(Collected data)
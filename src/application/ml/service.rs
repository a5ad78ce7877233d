use super::confidence::ConfidenceEvaluator;
use super::forecaster::{Forecaster, ForecasterConfig};
use crate::domain::errors::ForecastResult;
use crate::domain::forecast::{ConfidenceReport, ForecastPoint};
use crate::domain::indicators::IndicatorFrame;
use crate::domain::market::Series;
use serde::Serialize;
use tracing::info;

/// What a forecasting request hands to the presentation layer.
#[derive(Debug, Clone, PartialEq, Serialize)]
pub struct ForecastOutcome {
    pub forecast: Vec<ForecastPoint>,
    pub confidence: ConfidenceReport,
}

/// One-shot request runner: forecast first, then an independent confidence run.
///
/// Holds configuration only; each `run` fits its own models.
#[derive(Debug, Clone, Default)]
pub struct ForecastService {
    config: ForecasterConfig,
}

impl ForecastService {
    pub fn new(config: ForecasterConfig) -> Self {
        Self { config }
    }

    pub fn run(&self, series: Series, horizon: usize) -> ForecastResult<ForecastOutcome> {
        let frame = IndicatorFrame::new(series);
        self.run_on_frame(&frame, horizon)
    }

    pub fn run_on_frame(
        &self,
        frame: &IndicatorFrame,
        horizon: usize,
    ) -> ForecastResult<ForecastOutcome> {
        info!(
            "ForecastService: request over {} bars, horizon {}",
            frame.len(),
            horizon
        );
        let forecast: Vec<ForecastPoint> =
            Forecaster::new(self.config.clone()).forecast(frame, horizon)?.collect();
        let confidence = ConfidenceEvaluator::new(self.config.clone()).evaluate(frame)?;
        Ok(ForecastOutcome {
            forecast,
            confidence,
        })
    }
}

## Instructions to follow
Restate word for word each line of the data from the one with "pub struct ForecastService" to the last, keeping both ends.

## Answer to the exercise
pub struct ForecastService {
    config: ForecasterConfig,
}

impl ForecastService {
    pub fn new(config: ForecasterConfig) -> Self {
        Self { config }
    }

    pub fn run(&self, series: Series, horizon: usize) -> ForecastResult<ForecastOutcome> {
        let frame = IndicatorFrame::new(series);
        self.run_on_frame(&frame, horizon)
    }

    pub fn run_on_frame(
        &self,
        frame: &IndicatorFrame,
        horizon: usize,
    ) -> ForecastResult<ForecastOutcome> {
        info!(
            "ForecastService: request over {} bars, horizon {}",
            frame.len(),
            horizon
        );
        let forecast: Vec<ForecastPoint> =
            Forecaster::new(self.config.clone()).forecast(frame, horizon)?.collect();
        let confidence = ConfidenceEvaluator::new(self.config.clone()).evaluate(frame)?;
        Ok(ForecastOutcome {
            forecast,
            confidence,
        })
    }
}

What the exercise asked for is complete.